The biggest challenge on Chernobyl was the music. Each episode had between 20-30 temp music tracks (‘temporary’ score which we use in the edit to set the tone. The composer will reinvent these cues once the picture is locked). Our particular brief on Chernobyl was to use NO conventional musical instruments. This was an enormous challenge for us, we had to really think outside the box.
Our composer, Hildur Gudnadottir, had recorded a plethora of sounds at the Ignalina Nuclear Power Plant in Lithuania, and much of our time was spent constructing our own “music” using these sounds. It was super restricting not to be able to use traditional score from other soundtracks as we normally would, but the end result was a unique and original score."
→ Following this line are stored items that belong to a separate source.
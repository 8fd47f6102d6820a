//! Connectivity graph store.
//!
//! Nodes are kept in insertion order (ring and star layouts depend on it) and
//! connections live in one map keyed by the unordered endpoint pair, so the
//! "one connection per pair" invariant holds by construction. Each node only
//! records the keys of the connections it participates in.

use std::collections::{BTreeMap, BTreeSet, HashMap};

use chrono::{DateTime, Utc};
use log::{debug, warn};
use serde::{Deserialize, Serialize};

use crate::agent::{Agent, AgentId};
use crate::topology::scorer::score;

/// Unordered pair of agent ids identifying a connection
#[derive(Debug, Clone, PartialEq, Eq, Hash, PartialOrd, Ord, Serialize, Deserialize)]
pub struct ConnectionKey(AgentId, AgentId);

impl ConnectionKey {
    pub fn new(a: &str, b: &str) -> Self {
        if a <= b {
            Self(a.to_string(), b.to_string())
        } else {
            Self(b.to_string(), a.to_string())
        }
    }

    pub fn endpoints(&self) -> (&str, &str) {
        (&self.0, &self.1)
    }

    pub fn contains(&self, id: &str) -> bool {
        self.0 == id || self.1 == id
    }

    /// The endpoint opposite to `id`, if `id` is an endpoint
    pub fn other(&self, id: &str) -> Option<&str> {
        if self.0 == id {
            Some(&self.1)
        } else if self.1 == id {
            Some(&self.0)
        } else {
            None
        }
    }
}

impl std::fmt::Display for ConnectionKey {
    fn fmt(&self, f: &mut std::fmt::Formatter<'_>) -> std::fmt::Result {
        write!(f, "{}<->{}", self.0, self.1)
    }
}

/// Undirected weighted link between two agents
#[derive(Debug, Clone, PartialEq, Serialize, Deserialize)]
pub struct Connection {
    /// Pairwise score at creation time
    pub weight: f64,
    /// Milliseconds; the slower endpoint's location latency
    pub latency: f64,
    /// The smaller endpoint throughput
    pub bandwidth: f64,
    /// Mean endpoint success rate, in [0, 1]
    pub reliability: f64,
    pub last_active: DateTime<Utc>,
}

impl Connection {
    /// Derive link attributes from the two endpoints
    pub fn between(a: &Agent, b: &Agent, now: DateTime<Utc>) -> Self {
        let latency_of = |agent: &Agent| agent.location.as_ref().map(|l| l.latency).unwrap_or(0.0);

        Self {
            weight: score(a, b),
            latency: latency_of(a).max(latency_of(b)),
            bandwidth: a.performance.throughput.min(b.performance.throughput),
            reliability: pair_reliability(a, b),
            last_active: now,
        }
    }
}

fn pair_reliability(a: &Agent, b: &Agent) -> f64 {
    ((a.performance.success_rate + b.performance.success_rate) / 2.0).clamp(0.0, 1.0)
}

/// Structural importance scores of a node, each in [0, 1]
#[derive(Debug, Clone, Copy, Default, PartialEq, Serialize, Deserialize)]
pub struct Centrality {
    pub degree: f64,
    pub betweenness: f64,
    pub closeness: f64,
    pub eigenvector: f64,
}

/// Graph-internal representation of one agent
#[derive(Debug, Clone, Serialize, Deserialize)]
pub struct Node {
    pub agent: Agent,
    connections: BTreeSet<ConnectionKey>,
    pub centrality: Centrality,
    pub cluster: Option<String>,
    /// Set when the agent has been reported as failed
    pub degraded: bool,
}

impl Node {
    fn new(agent: Agent) -> Self {
        Self {
            agent,
            connections: BTreeSet::new(),
            centrality: Centrality::default(),
            cluster: None,
            degraded: false,
        }
    }

    pub fn id(&self) -> &str {
        &self.agent.id
    }

    pub fn degree(&self) -> usize {
        self.connections.len()
    }

    pub fn connection_keys(&self) -> impl Iterator<Item = &ConnectionKey> {
        self.connections.iter()
    }

    pub fn neighbors(&self) -> impl Iterator<Item = &str> {
        let id = self.agent.id.as_str();
        self.connections.iter().filter_map(move |key| key.other(id))
    }
}

/// Index-based view of the graph used by the metric algorithms
#[derive(Debug, Clone, Default)]
pub struct AdjacencyIndex {
    /// Node ids in insertion order; position is the node index
    pub ids: Vec<AgentId>,
    pub adjacency: Vec<Vec<usize>>,
}

impl AdjacencyIndex {
    pub fn len(&self) -> usize {
        self.ids.len()
    }

    pub fn is_empty(&self) -> bool {
        self.ids.is_empty()
    }
}

/// Node and connection store
#[derive(Debug, Clone, Default)]
pub struct TopologyGraph {
    nodes: HashMap<AgentId, Node>,
    order: Vec<AgentId>,
    connections: BTreeMap<ConnectionKey, Connection>,
}

impl TopologyGraph {
    pub fn new() -> Self {
        Self::default()
    }

    pub fn node_count(&self) -> usize {
        self.order.len()
    }

    pub fn connection_count(&self) -> usize {
        self.connections.len()
    }

    pub fn is_empty(&self) -> bool {
        self.order.is_empty()
    }

    pub fn contains(&self, id: &str) -> bool {
        self.nodes.contains_key(id)
    }

    /// Node ids in insertion order
    pub fn ids(&self) -> &[AgentId] {
        &self.order
    }

    pub fn node(&self, id: &str) -> Option<&Node> {
        self.nodes.get(id)
    }

    pub fn node_mut(&mut self, id: &str) -> Option<&mut Node> {
        self.nodes.get_mut(id)
    }

    /// Nodes in insertion order
    pub fn nodes(&self) -> impl Iterator<Item = &Node> {
        self.order.iter().filter_map(move |id| self.nodes.get(id))
    }

    pub fn agents(&self) -> impl Iterator<Item = &Agent> {
        self.nodes().map(|node| &node.agent)
    }

    pub fn agent(&self, id: &str) -> Option<&Agent> {
        self.nodes.get(id).map(|node| &node.agent)
    }

    /// Register a new node. Returns false if the id is already present.
    pub fn add_node(&mut self, agent: Agent) -> bool {
        if self.nodes.contains_key(&agent.id) {
            return false;
        }
        self.order.push(agent.id.clone());
        self.nodes.insert(agent.id.clone(), Node::new(agent));
        true
    }

    /// Remove a node together with every incident connection.
    ///
    /// Returns the removed node and the ids it was connected to.
    pub fn remove_node(&mut self, id: &str) -> Option<(Node, Vec<AgentId>)> {
        let node = self.nodes.remove(id)?;
        self.order.retain(|existing| existing != id);

        let mut former_neighbors = Vec::with_capacity(node.degree());
        for key in node.connection_keys() {
            self.connections.remove(key);
            if let Some(other) = key.other(id) {
                if let Some(peer) = self.nodes.get_mut(other) {
                    peer.connections.remove(key);
                }
                former_neighbors.push(other.to_string());
            }
        }

        Some((node, former_neighbors))
    }

    /// Create a connection between two existing, distinct, unconnected nodes.
    ///
    /// Returns true only when a new connection was created.
    pub fn connect(&mut self, a: &str, b: &str, now: DateTime<Utc>) -> bool {
        if a == b {
            return false;
        }
        let (Some(node_a), Some(node_b)) = (self.nodes.get(a), self.nodes.get(b)) else {
            warn!("Ignoring connection {} <-> {}: unknown agent", a, b);
            return false;
        };

        let key = ConnectionKey::new(a, b);
        if self.connections.contains_key(&key) {
            return false;
        }

        let connection = Connection::between(&node_a.agent, &node_b.agent, now);
        debug!("Connecting {} (weight {:.3})", key, connection.weight);
        self.connections.insert(key.clone(), connection);
        for id in [a, b] {
            if let Some(node) = self.nodes.get_mut(id) {
                node.connections.insert(key.clone());
            }
        }
        true
    }

    /// Remove the connection between `a` and `b`, if any
    pub fn disconnect(&mut self, a: &str, b: &str) -> bool {
        if !self.contains(a) || !self.contains(b) {
            warn!("Ignoring disconnect {} <-> {}: unknown agent", a, b);
            return false;
        }
        let key = ConnectionKey::new(a, b);
        self.remove_connection(&key)
    }

    fn remove_connection(&mut self, key: &ConnectionKey) -> bool {
        if self.connections.remove(key).is_none() {
            return false;
        }
        let (a, b) = key.endpoints();
        for id in [a, b] {
            if let Some(node) = self.nodes.get_mut(id) {
                node.connections.remove(key);
            }
        }
        true
    }

    pub fn are_connected(&self, a: &str, b: &str) -> bool {
        self.connections.contains_key(&ConnectionKey::new(a, b))
    }

    pub fn connection(&self, a: &str, b: &str) -> Option<&Connection> {
        self.connections.get(&ConnectionKey::new(a, b))
    }

    pub fn connection_mut(&mut self, a: &str, b: &str) -> Option<&mut Connection> {
        self.connections.get_mut(&ConnectionKey::new(a, b))
    }

    pub fn connections(&self) -> impl Iterator<Item = (&ConnectionKey, &Connection)> {
        self.connections.iter()
    }

    /// Neighbour ids of `id`; empty for unknown ids
    pub fn neighbors(&self, id: &str) -> Vec<AgentId> {
        self.nodes
            .get(id)
            .map(|node| node.neighbors().map(str::to_string).collect())
            .unwrap_or_default()
    }

    /// Live connection count of `id`; 0 for unknown ids
    pub fn degree(&self, id: &str) -> usize {
        self.nodes.get(id).map(Node::degree).unwrap_or(0)
    }

    /// Drop every connection, keeping the nodes
    pub fn clear_connections(&mut self) {
        self.connections.clear();
        for node in self.nodes.values_mut() {
            node.connections.clear();
            node.cluster = None;
        }
    }

    /// Keep only the connections for which `keep` returns true.
    ///
    /// Returns the keys of the removed connections.
    pub fn retain_connections<F>(&mut self, mut keep: F) -> Vec<ConnectionKey>
    where
        F: FnMut(&ConnectionKey, &Connection) -> bool,
    {
        let doomed: Vec<ConnectionKey> = self
            .connections
            .iter()
            .filter(|(key, connection)| !keep(*key, *connection))
            .map(|(key, _)| key.clone())
            .collect();

        for key in &doomed {
            self.remove_connection(key);
        }
        doomed
    }

    /// Recompute the reliability of every connection incident to `id`
    pub fn refresh_reliability(&mut self, id: &str) {
        let Some(node) = self.nodes.get(id) else {
            return;
        };
        let keys: Vec<ConnectionKey> = node.connections.iter().cloned().collect();
        for key in keys {
            let (a, b) = key.endpoints();
            let reliability = match (self.agent(a), self.agent(b)) {
                (Some(agent_a), Some(agent_b)) => pair_reliability(agent_a, agent_b),
                _ => continue,
            };
            if let Some(connection) = self.connections.get_mut(&key) {
                connection.reliability = reliability;
            }
        }
    }

    /// Index-based adjacency lists, in node insertion order
    pub fn adjacency(&self) -> AdjacencyIndex {
        let position: HashMap<&str, usize> = self
            .order
            .iter()
            .enumerate()
            .map(|(index, id)| (id.as_str(), index))
            .collect();

        let adjacency = self
            .order
            .iter()
            .map(|id| {
                self.nodes
                    .get(id)
                    .map(|node| {
                        node.neighbors()
                            .filter_map(|neighbor| position.get(neighbor).copied())
                            .collect()
                    })
                    .unwrap_or_default()
            })
            .collect();

        AdjacencyIndex {
            ids: self.order.clone(),
            adjacency,
        }
    }
}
Choices, Challenges… so what’s the third ‘C’?
“Collaboration is a fundamental of all film-making. With Chernobyl we collaborated with our director, writer and producers via a Skype-style system called Evercast because none of us were in the same country. In fact we only had one session during the entire nine months of editing when we were all in the same room.
These virtual collaborative sessions were highly constructive, intelligent and adult. Egos, so often readily on display in the cutting room, were kept at bay with the shared goal to keep the drama authentic and true. Working remotely in this way meant that we were working to notes for much of the time, thus the cutting room itself became highly collaborative. The line between editor and assistant became blurred as we edited collectively to bring each episode to the next stage”.
“I try to bring my professional experience to bear on everything I do, but the real gift of experience is being increasingly able to adapt to new ideas, new collaborators, new ways of working. Editing is one of those truly privileged roles that brings these opportunities on every job”.